Sobrecogido hasta el tuétano, Julián dudaba de si debía meter la llave en la cerradura. Regresaba a casa de sus padres después de muchos años sin aparecer por ahí. Fue en ese adocenado y siempre envejecido entorno en donde nació y vivió su infancia y juventud… justo hasta que alcanzó la edad suficiente como para huir de aquel pueblo pequeño, arisco, incómodo, casi vacío. Una empobrecida y aislada población de la estepa castellana que pudo tener tiempos mejores en el pasado pero que Julián siempre la vivió como el agujero del que había que salir.
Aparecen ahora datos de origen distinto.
//! Document-sharing portal: a filtered catalog split into an open Eksternal
//! section and an Internal section behind a password checked by
//! gate-service, plus an admin editor for the catalog and its files.

pub mod config;
pub mod dtos;
pub mod error;
pub mod handlers;
pub mod models;
pub mod services;
pub mod startup;
use crate::models::{CategoryFilter, Section};
use axum::{
    async_trait,
    extract::FromRequestParts,
    http::request::Parts,
    response::{IntoResponse, Response},
};
use serde::{Deserialize, Serialize};
use service_core::error::AppError;
use tower_sessions::Session;

const SESSION_STATE_KEY: &str = "portal_state";

/// Browsing state of one visitor. Created with the session, mutated only
/// through the setters below, discarded when the session expires.
#[derive(Debug, Clone, Default, PartialEq, Eq, Serialize, Deserialize)]
pub struct SessionState {
    search_term: String,
    selected_category: CategoryFilter,
    selected_section: Section,
    internal_unlocked: bool,
    admin_authenticated: bool,
}

impl SessionState {
    pub fn search_term(&self) -> &str {
        &self.search_term
    }

    pub fn selected_category(&self) -> CategoryFilter {
        self.selected_category
    }

    pub fn selected_section(&self) -> Section {
        self.selected_section
    }

    pub fn internal_unlocked(&self) -> bool {
        self.internal_unlocked
    }

    pub fn admin_authenticated(&self) -> bool {
        self.admin_authenticated
    }

    pub fn set_search_term(&mut self, term: impl Into<String>) {
        self.search_term = term.into();
    }

    pub fn select_category(&mut self, category: CategoryFilter) {
        self.selected_category = category;
    }

    /// Switching sections keeps the search term and category. Leaving for
    /// Eksternal relocks the Internal section.
    pub fn select_section(&mut self, section: Section) {
        self.selected_section = section;
        if section == Section::Eksternal {
            self.internal_unlocked = false;
        }
    }

    pub fn unlock_internal(&mut self) {
        self.internal_unlocked = true;
    }

    pub fn lock_internal(&mut self) {
        self.internal_unlocked = false;
    }

    /// Whether documents of `section` may be shown or downloaded.
    pub fn can_view(&self, section: Section) -> bool {
        !section.is_gated() || self.internal_unlocked
    }

    pub fn sign_in_admin(&mut self) {
        self.admin_authenticated = true;
    }

    pub fn sign_out_admin(&mut self) {
        self.admin_authenticated = false;
    }
}

/// The visitor's `SessionState` loaded from the session store. Handlers that
/// change it call [`PortalSession::save`].
pub struct PortalSession {
    session: Session,
    pub state: SessionState,
}

impl PortalSession {
    pub async fn save(&self) -> Result<(), AppError> {
        self.session
            .insert(SESSION_STATE_KEY, &self.state)
            .await
            .map_err(|e| {
                tracing::error!("Failed to persist session state: {}", e);
                AppError::InternalError(anyhow::anyhow!("Failed to persist session: {}", e))
            })
    }
}

#[async_trait]
impl<S> FromRequestParts<S> for PortalSession
where
    S: Send + Sync,
{
    type Rejection = Response;

    async fn from_request_parts(parts: &mut Parts, state: &S) -> Result<Self, Self::Rejection> {
        let session = Session::from_request_parts(parts, state)
            .await
            .map_err(|(status, msg)| (status, msg).into_response())?;

        let state: SessionState = match session.get(SESSION_STATE_KEY).await {
            Ok(state) => state.unwrap_or_default(),
            Err(e) => {
                tracing::warn!("Discarding unreadable session state: {}", e);
                SessionState::default()
            }
        };

        Ok(PortalSession { session, state })
    }
}

/// A session that passed the admin gate.
pub struct AdminSession(pub PortalSession);

#[async_trait]
impl<S> FromRequestParts<S> for AdminSession
where
    S: Send + Sync,
{
    type Rejection = Response;

    async fn from_request_parts(parts: &mut Parts, state: &S) -> Result<Self, Self::Rejection> {
        let session = PortalSession::from_request_parts(parts, state).await?;

        if !session.state.admin_authenticated() {
            return Err(AppError::Unauthorized(anyhow::anyhow!("Admin login required"))
                .into_response());
        }

        Ok(AdminSession(session))
    }
}
use crate::dtos::{CategoriesResponse, SessionResponse, SessionUpdate};
use crate::models::{CategoryFilter, PortalSession, Section};
use axum::Json;
use service_core::error::AppError;

pub async fn get_session(session: PortalSession) -> Json<SessionResponse> {
    Json(SessionResponse::from(&session.state))
}

/// Applies search, category and section changes. Switching to Eksternal
/// relocks the Internal section; the other filters carry over.
pub async fn update_session(
    mut session: PortalSession,
    Json(update): Json<SessionUpdate>,
) -> Result<Json<SessionResponse>, AppError> {
    update.apply(&mut session.state);
    session.save().await?;

    Ok(Json(SessionResponse::from(&session.state)))
}

pub async fn list_categories() -> Json<CategoriesResponse> {
    Json(CategoriesResponse {
        categories: CategoryFilter::ALL.to_vec(),
        sections: Section::ALL.to_vec(),
    })
}
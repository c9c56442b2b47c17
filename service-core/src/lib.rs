//! service-core: Shared infrastructure for the document portal services.
pub mod config;
pub mod error;
pub mod middleware;
pub mod observability;
pub mod utils;

pub mod metrics;
pub mod security_headers;
pub mod tracing;

pub use self::metrics::metrics_middleware;
pub use self::security_headers::security_headers_middleware;
pub use self::tracing::{RequestId, request_id_middleware};
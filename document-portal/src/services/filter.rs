//! Derives the visible part of the catalog from a visitor's session.

use crate::models::{DocumentRecord, SessionState};

/// What the catalog page should render.
#[derive(Debug, Clone, PartialEq)]
pub enum CatalogView {
    /// Internal section selected without passing the gate.
    Locked,
    /// Nothing matches; render the explicit empty state.
    Empty,
    Documents(Vec<DocumentRecord>),
}

/// Records whose section equals the selected section, whose category matches
/// the selected category, and whose title or description contains the search
/// term case-insensitively. Input order is preserved.
pub fn visible_documents(catalog: &[DocumentRecord], session: &SessionState) -> Vec<DocumentRecord> {
    let needle = session.search_term().to_lowercase();
    let section = session.selected_section();
    let category = session.selected_category();

    catalog
        .iter()
        .filter(|doc| doc.section == section)
        .filter(|doc| category.matches(doc.category))
        .filter(|doc| {
            needle.is_empty()
                || doc.title.to_lowercase().contains(&needle)
                || doc.description.to_lowercase().contains(&needle)
        })
        .cloned()
        .collect()
}

pub fn catalog_view(catalog: &[DocumentRecord], session: &SessionState) -> CatalogView {
    if !session.can_view(session.selected_section()) {
        return CatalogView::Locked;
    }

    let documents = visible_documents(catalog, session);
    if documents.is_empty() {
        CatalogView::Empty
    } else {
        CatalogView::Documents(documents)
    }
}

#[cfg(test)]
mod tests {
    use super::*;
    use crate::models::{Category, CategoryFilter, DocumentFields, FileType, Section};
    use chrono::Utc;

    fn record(id: &str, title: &str, description: &str, category: Category, section: Section) -> DocumentRecord {
        DocumentRecord::with_id(
            id.to_string(),
            DocumentFields {
                title: title.to_string(),
                description: description.to_string(),
                category,
                file_type: FileType::Pdf,
                section,
                thumbnail_url: None,
                download_url: format!("https://files.example/{}", id),
            },
            Utc::now(),
        )
    }

    fn sample_catalog() -> Vec<DocumentRecord> {
        vec![
            record("1", "Budget Planning", "Template dan panduan", Category::Data, Section::Internal),
            record("2", "Tutorial Excel", "Fungsi advanced", Category::Memo, Section::Eksternal),
        ]
    }

    fn ids(docs: &[DocumentRecord]) -> Vec<&str> {
        docs.iter().map(|d| d.id.as_str()).collect()
    }

    fn wide_catalog() -> Vec<DocumentRecord> {
        vec![
            record("a", "Regulasi MBG 2025", "Keputusan Kepala BGN", Category::Panduan, Section::Eksternal),
            record("b", "Buku Saku Kredit", "Business Banking Division", Category::Panduan, Section::Internal),
            record("c", "Infografis Tren", "Visualisasi tren industri", Category::Memo, Section::Eksternal),
            record("d", "Budget 2026", "Perencanaan BUDGET tahunan", Category::Data, Section::Eksternal),
            record("e", "Presentasi Kredit", "Wholesale Credit Risk", Category::Panduan, Section::Internal),
        ]
    }

    #[test]
    fn eksternal_scenario_returns_only_public_record() {
        let session = SessionState::default();
        assert_eq!(ids(&visible_documents(&sample_catalog(), &session)), vec!["2"]);
    }

    #[test]
    fn internal_scenario_filters_by_category_and_search() {
        let mut session = SessionState::default();
        session.select_section(Section::Internal);
        session.unlock_internal();
        session.select_category(CategoryFilter::Data);
        session.set_search_term("budget");

        assert_eq!(ids(&visible_documents(&sample_catalog(), &session)), vec!["1"]);
    }

    #[test]
    fn all_and_empty_search_return_exactly_the_section() {
        let catalog = wide_catalog();
        for section in Section::ALL {
            let mut session = SessionState::default();
            session.select_section(section);

            let visible = visible_documents(&catalog, &session);
            let expected: Vec<_> = catalog.iter().filter(|d| d.section == section).cloned().collect();
            assert_eq!(visible, expected);
        }
    }

    #[test]
    fn search_matches_title_or_description_case_insensitively() {
        let catalog = wide_catalog();
        for term in ["budget", "KREDIT", "tren", "bgn", "zzz", ""] {
            for section in Section::ALL {
                let mut session = SessionState::default();
                session.select_section(section);
                session.set_search_term(term);

                let visible = visible_documents(&catalog, &session);
                let needle = term.to_lowercase();
                let expected: Vec<_> = catalog
                    .iter()
                    .filter(|d| d.section == section)
                    .filter(|d| {
                        d.title.to_lowercase().contains(&needle)
                            || d.description.to_lowercase().contains(&needle)
                    })
                    .cloned()
                    .collect();
                assert_eq!(visible, expected, "term {term:?} in {section}");
            }
        }
    }

    #[test]
    fn filtering_preserves_input_order() {
        let mut session = SessionState::default();
        session.select_category(CategoryFilter::All);
        let visible = visible_documents(&wide_catalog(), &session);
        assert_eq!(ids(&visible), vec!["a", "c", "d"]);
    }

    #[test]
    fn locked_internal_section_is_not_rendered() {
        let mut session = SessionState::default();
        session.select_section(Section::Internal);
        assert_eq!(catalog_view(&sample_catalog(), &session), CatalogView::Locked);

        session.unlock_internal();
        assert!(matches!(catalog_view(&sample_catalog(), &session), CatalogView::Documents(_)));
    }

    #[test]
    fn no_match_yields_empty_state() {
        let mut session = SessionState::default();
        session.set_search_term("tidak ada");
        assert_eq!(catalog_view(&sample_catalog(), &session), CatalogView::Empty);
    }
}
Tan solo había regresado una vez a causa de la muerte de su padre, un hombre recto y adusto que, aunque inculto y basto, tenía un sentido de la justicia que le hizo venerable y respetado por todo el pueblo. Pero eso fue hace muchos años y a Julián los recuerdos le hacían revivir una época de constreñimiento vital y un momento en el que sus expectativas se limitaban a crecer y a adaptarse al poco halagüeño futuro de aquel miserable pueblo.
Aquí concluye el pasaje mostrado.